Far from providing the protection and certainty which is sought by many of those who have advocated its adoption it will have a contrary effect.
“Further having regard to the equal rights of the unborn and the mother, a doctor faced with the dilemma of saving the life of the mother, knowing that to do so will terminate the life of “the unborn” will be compelled by the wording to conclude that he can do nothing. Whatever his intention he will have to show equal regard for both lives and his predominant intent will not be a factor. In these circumstances, I cannot approve of the wording proposed.”
The use of the word ‘unborn’ in the proposed Amendment is significant because it has not to my knowledge been used in a similar context, that is as a noun standing on its own. The word is usually taken in association with ‘child’, ‘person’ or ‘human being’. The word, used as a noun, is not in fact defined in any of the standard English dictionaries. The reason why it is used in the proposal, without any supporting noun, deserves detailed consideration as this is the word which defines the class to be afforded protection.
“The meaning of ‘with due regard to’ is entirely unclear. These words are generally perceived to allow for, at least, termination of the life of the foetus in the cases of ectopic pregnancy or cancer of the uterus. The words ‘with due regard to’ have been understood by many to suggest that the right to life enjoyed by the unborn was to be confined in some way.
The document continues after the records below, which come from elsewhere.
//! Queue and summary commands for Retain.
//!
//! Both read a JSON array of `{"item": ..., "scheduling": {...}}` entries.
//! Items are opaque to Retain and echoed back unchanged.

use chrono::{DateTime, Utc};
use serde::{Deserialize, Serialize};
use serde_json::Value;

use crate::config::Config;
use crate::core::{ReviewGrade, WordState};
use crate::engine::{build_session, classify_with, review_order, summarize_with};
use crate::engine::{QueueEntry, QueueSummary};
use crate::util::describe_due;

type Entries = Vec<QueueEntry<Value>>;

fn parse_entries(input: &str) -> Result<Entries, String> {
    serde_json::from_str(input).map_err(|e| format!("invalid queue input: {}", e))
}

/// Short label for an item payload: a string as-is, `word`/`id` fields if
/// present, otherwise compact JSON.
fn item_label(item: &Value) -> String {
    match item {
        Value::String(s) => s.clone(),
        Value::Object(map) => map
            .get("word")
            .or_else(|| map.get("id"))
            .map(|v| match v {
                Value::String(s) => s.clone(),
                other => other.to_string(),
            })
            .unwrap_or_else(|| item.to_string()),
        other => other.to_string(),
    }
}

// =============================================================================
// Queue
// =============================================================================

/// Options for the queue command.
#[derive(Debug, Clone, Default)]
pub struct QueueOptions {
    /// Output as JSON.
    pub json: bool,
    /// Suppress output.
    pub quiet: bool,
    /// Order every entry instead of only the due ones.
    pub all: bool,
    /// Maximum number of entries.
    pub limit: Option<usize>,
}

/// One ordered queue entry with its current label.
#[derive(Debug, Clone, Serialize, Deserialize)]
pub struct QueuedItem {
    /// The caller's item payload.
    pub item: Value,
    /// Current lifecycle label.
    pub word_state: WordState,
    /// Grade of the last review, if any.
    #[serde(skip_serializing_if = "Option::is_none")]
    pub last_grade: Option<ReviewGrade>,
    /// When the item is due, if scheduled.
    #[serde(skip_serializing_if = "Option::is_none")]
    pub next_review_at: Option<DateTime<Utc>>,
}

/// Output format for the queue command.
#[derive(Debug, Clone, Serialize, Deserialize)]
pub struct QueueOutput {
    /// Whether the queue was built.
    pub success: bool,
    /// Entries in review order.
    pub items: Vec<QueuedItem>,
    /// Error message if the input could not be read.
    #[serde(skip_serializing_if = "Option::is_none")]
    pub error: Option<String>,
}

impl QueueOutput {
    /// Create a successful output.
    pub fn success(items: Vec<QueuedItem>) -> Self {
        Self {
            success: true,
            items,
            error: None,
        }
    }

    /// Create a failed output.
    pub fn failure(error: impl Into<String>) -> Self {
        Self {
            success: false,
            items: Vec::new(),
            error: Some(error.into()),
        }
    }
}

/// The queue command implementation.
pub struct QueueCommand {
    config: Config,
}

impl QueueCommand {
    /// Create a new queue command.
    pub fn new(config: Config) -> Self {
        Self { config }
    }

    /// Run the queue command against raw JSON input.
    pub fn run(&self, input: &str, now: DateTime<Utc>, options: &QueueOptions) -> QueueOutput {
        let entries = match parse_entries(input) {
            Ok(entries) => entries,
            Err(e) => return QueueOutput::failure(e),
        };

        let ordered = if options.all {
            let mut ordered = review_order(entries);
            if let Some(limit) = options.limit {
                ordered.truncate(limit);
            }
            ordered
        } else {
            build_session(entries, now, options.limit)
        };

        tracing::debug!(count = ordered.len(), all = options.all, "built review queue");

        let items = ordered
            .into_iter()
            .map(|entry| QueuedItem {
                word_state: classify_with(&entry.scheduling, &self.config.classifier, now),
                last_grade: entry.scheduling.last_grade,
                next_review_at: entry.scheduling.next_review_at,
                item: entry.item,
            })
            .collect();

        QueueOutput::success(items)
    }

    /// Format output based on options.
    pub fn format_output(
        &self,
        output: &QueueOutput,
        now: DateTime<Utc>,
        options: &QueueOptions,
    ) -> String {
        if options.quiet {
            return String::new();
        }

        if options.json {
            return serde_json::to_string_pretty(output).unwrap_or_else(|_| "{}".to_string());
        }

        if !output.success {
            return format!(
                "Queue failed: {}\n",
                output.error.as_deref().unwrap_or("unknown error")
            );
        }

        if output.items.is_empty() {
            return "Nothing due for review.\n".to_string();
        }

        let mut lines = Vec::new();
        for (i, queued) in output.items.iter().enumerate() {
            lines.push(format!(
                "{:>3}. {:<24} {:<12} {}",
                i + 1,
                item_label(&queued.item),
                queued.word_state.as_str(),
                describe_due(queued.next_review_at, now)
            ));
        }
        lines.push(String::new());
        lines.join("\n")
    }
}

// =============================================================================
// Summary
// =============================================================================

/// Options for the summary command.
#[derive(Debug, Clone, Default)]
pub struct SummaryOptions {
    /// Output as JSON.
    pub json: bool,
    /// Suppress output.
    pub quiet: bool,
}

/// Output format for the summary command.
#[derive(Debug, Clone, Serialize, Deserialize)]
pub struct SummaryOutput {
    /// Whether the summary was computed.
    pub success: bool,
    /// The summary, present on success.
    #[serde(skip_serializing_if = "Option::is_none")]
    pub summary: Option<QueueSummary>,
    /// Error message if the input could not be read.
    #[serde(skip_serializing_if = "Option::is_none")]
    pub error: Option<String>,
}

impl SummaryOutput {
    /// Create a successful output.
    pub fn success(summary: QueueSummary) -> Self {
        Self {
            success: true,
            summary: Some(summary),
            error: None,
        }
    }

    /// Create a failed output.
    pub fn failure(error: impl Into<String>) -> Self {
        Self {
            success: false,
            summary: None,
            error: Some(error.into()),
        }
    }
}

/// The summary command implementation.
pub struct SummaryCommand {
    config: Config,
}

impl SummaryCommand {
    /// Create a new summary command.
    pub fn new(config: Config) -> Self {
        Self { config }
    }

    /// Run the summary command against raw JSON input.
    pub fn run(&self, input: &str, now: DateTime<Utc>) -> SummaryOutput {
        match parse_entries(input) {
            Ok(entries) => SummaryOutput::success(summarize_with(
                &entries,
                &self.config.classifier,
                now,
            )),
            Err(e) => SummaryOutput::failure(e),
        }
    }

    /// Format output based on options.
    pub fn format_output(&self, output: &SummaryOutput, options: &SummaryOptions) -> String {
        if options.quiet {
            return String::new();
        }

        if options.json {
            return serde_json::to_string_pretty(output).unwrap_or_else(|_| "{}".to_string());
        }

        let summary = match (&output.summary, output.success) {
            (Some(summary), true) => summary,
            _ => {
                return format!(
                    "Summary failed: {}\n",
                    output.error.as_deref().unwrap_or("unknown error")
                )
            }
        };

        let mut lines = Vec::new();
        lines.push(format!("Items:   {}", summary.total));
        lines.push(format!("Due:     {}", summary.due));
        lines.push(format!("Unseen:  {}", summary.unseen));
        lines.push(String::new());
        for state in WordState::ALL {
            let count = summary.by_state.get(&state).copied().unwrap_or(0);
            lines.push(format!("  {:<12} {}", state.as_str(), count));
        }
        lines.push(String::new());
        lines.join("\n")
    }
}

#[cfg(test)]
mod tests {
    use super::*;
    use chrono::TimeZone;

    fn now() -> DateTime<Utc> {
        Utc.with_ymd_and_hms(2024, 6, 1, 8, 0, 0).unwrap()
    }

    const INPUT: &str = r#"[
        {"item": "perro", "scheduling": {"ease_factor": 2.5, "interval_days": 6,
            "repetitions": 2, "next_review_at": "2024-05-30T08:00:00Z", "last_grade": "good"}},
        {"item": {"word": "gato"}},
        {"item": "casa", "scheduling": {"ease_factor": 2.1, "interval_days": 0,
            "repetitions": 0, "next_review_at": "2024-06-01T08:00:00Z", "last_grade": "forgot"}},
        {"item": "luna", "scheduling": {"ease_factor": 2.6, "interval_days": 15,
            "repetitions": 3, "next_review_at": "2024-06-10T08:00:00Z", "last_grade": "easy"}}
    ]"#;

    fn labels(output: &QueueOutput) -> Vec<String> {
        output.items.iter().map(|q| item_label(&q.item)).collect()
    }

    #[test]
    fn test_queue_due_only() {
        let cmd = QueueCommand::new(Config::default());
        let output = cmd.run(INPUT, now(), &QueueOptions::default());

        assert!(output.success);
        assert_eq!(labels(&output), vec!["casa", "gato", "perro"]);
        assert_eq!(output.items[0].word_state, WordState::New);
        assert_eq!(output.items[2].word_state, WordState::Learning);
    }

    #[test]
    fn test_queue_all_with_limit() {
        let cmd = QueueCommand::new(Config::default());
        let options = QueueOptions {
            all: true,
            limit: Some(3),
            ..Default::default()
        };
        let output = cmd.run(INPUT, now(), &options);
        assert_eq!(labels(&output), vec!["casa", "gato", "perro"]);

        let options = QueueOptions {
            all: true,
            ..Default::default()
        };
        let output = cmd.run(INPUT, now(), &options);
        assert_eq!(labels(&output), vec!["casa", "gato", "perro", "luna"]);
    }

    #[test]
    fn test_queue_invalid_input() {
        let cmd = QueueCommand::new(Config::default());
        let output = cmd.run(r#"{"item": 1}"#, now(), &QueueOptions::default());
        assert!(!output.success);
        assert!(output.error.unwrap().contains("invalid queue input"));
    }

    #[test]
    fn test_queue_format_human_readable() {
        let cmd = QueueCommand::new(Config::default());
        let options = QueueOptions::default();
        let output = cmd.run(INPUT, now(), &options);
        let formatted = cmd.format_output(&output, now(), &options);

        assert!(formatted.contains("1. casa"));
        assert!(formatted.contains("2. gato"));
        assert!(formatted.contains("not scheduled"));
        assert!(formatted.contains("2 days ago"));
    }

    #[test]
    fn test_queue_format_empty() {
        let cmd = QueueCommand::new(Config::default());
        let options = QueueOptions::default();
        let output = cmd.run("[]", now(), &options);
        assert_eq!(
            cmd.format_output(&output, now(), &options),
            "Nothing due for review.\n"
        );
    }

    #[test]
    fn test_queue_format_json_echoes_items() {
        let cmd = QueueCommand::new(Config::default());
        let options = QueueOptions {
            json: true,
            ..Default::default()
        };
        let output = cmd.run(INPUT, now(), &options);
        let formatted = cmd.format_output(&output, now(), &options);

        let value: Value = serde_json::from_str(&formatted).unwrap();
        assert_eq!(value["items"][1]["item"]["word"], "gato");
        assert_eq!(value["items"][0]["last_grade"], "forgot");
        assert!(value["items"][1].get("next_review_at").is_none());
    }

    #[test]
    fn test_summary() {
        let cmd = SummaryCommand::new(Config::default());
        let output = cmd.run(INPUT, now());

        let summary = output.summary.unwrap();
        assert_eq!(summary.total, 4);
        assert_eq!(summary.due, 3);
        assert_eq!(summary.unseen, 1);
        assert_eq!(summary.by_state.get(&WordState::New), Some(&2));
        assert_eq!(summary.by_state.get(&WordState::Learning), Some(&1));
        assert_eq!(summary.by_state.get(&WordState::Stabilizing), Some(&1));
    }

    #[test]
    fn test_summary_format_human_readable() {
        let cmd = SummaryCommand::new(Config::default());
        let output = cmd.run(INPUT, now());
        let formatted = cmd.format_output(&output, &SummaryOptions::default());

        assert!(formatted.contains("Items:   4"));
        assert!(formatted.contains(&format!("  {:<12} 0", "mastered")));
        assert!(formatted.contains(&format!("  {:<12} 2", "new")));
    }

    #[test]
    fn test_summary_invalid_input() {
        let cmd = SummaryCommand::new(Config::default());
        let output = cmd.run("nope", now());
        assert!(!output.success);
        let formatted = cmd.format_output(&output, &SummaryOptions::default());
        assert!(formatted.starts_with("Summary failed:"));
    }

    #[test]
    fn test_item_label() {
        assert_eq!(item_label(&serde_json::json!("sol")), "sol");
        assert_eq!(item_label(&serde_json::json!({"id": 7})), "7");
        assert_eq!(item_label(&serde_json::json!({"x": 1})), r#"{"x":1}"#);
        assert_eq!(item_label(&serde_json::json!(3)), "3");
    }
}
That interpretation is in my opinion incorrect…
“…The right to life of both the unborn and the mother is stated in the proposed text to be equal and in these circumstances I cannot see how it could be possible to knowingly terminate the existence of the unborn even if such termination was the secondary effect of an operation for another purpose.”
The issue of intention does not arise in the proposed Amendment, and thus, it seems to me, that even if the termination of the pregnancy is an incidental consequence of an operation to save the life of the mother it would be prohibited.
The correct logical interpretation is that the right to life provided for the unborn is absolute. If a doctor were to be faced with the choice as to saving the life of one, and thereby terminating the life of the other, then I believe that the only lawful conclusion to this dilemma would be that he could do nothing, absolutely nothing, which infringed on either right. It is only where there is no possibility of the foetus surviving even without the doctor’s intervention that no difficulty will arise.
“The proposed Amendment will in my view tend to confuse a doctor as to his responsibilities rather than assist him and the consequence may well be to inhibit him in making decision as to whether treatment should be given in a particular case.”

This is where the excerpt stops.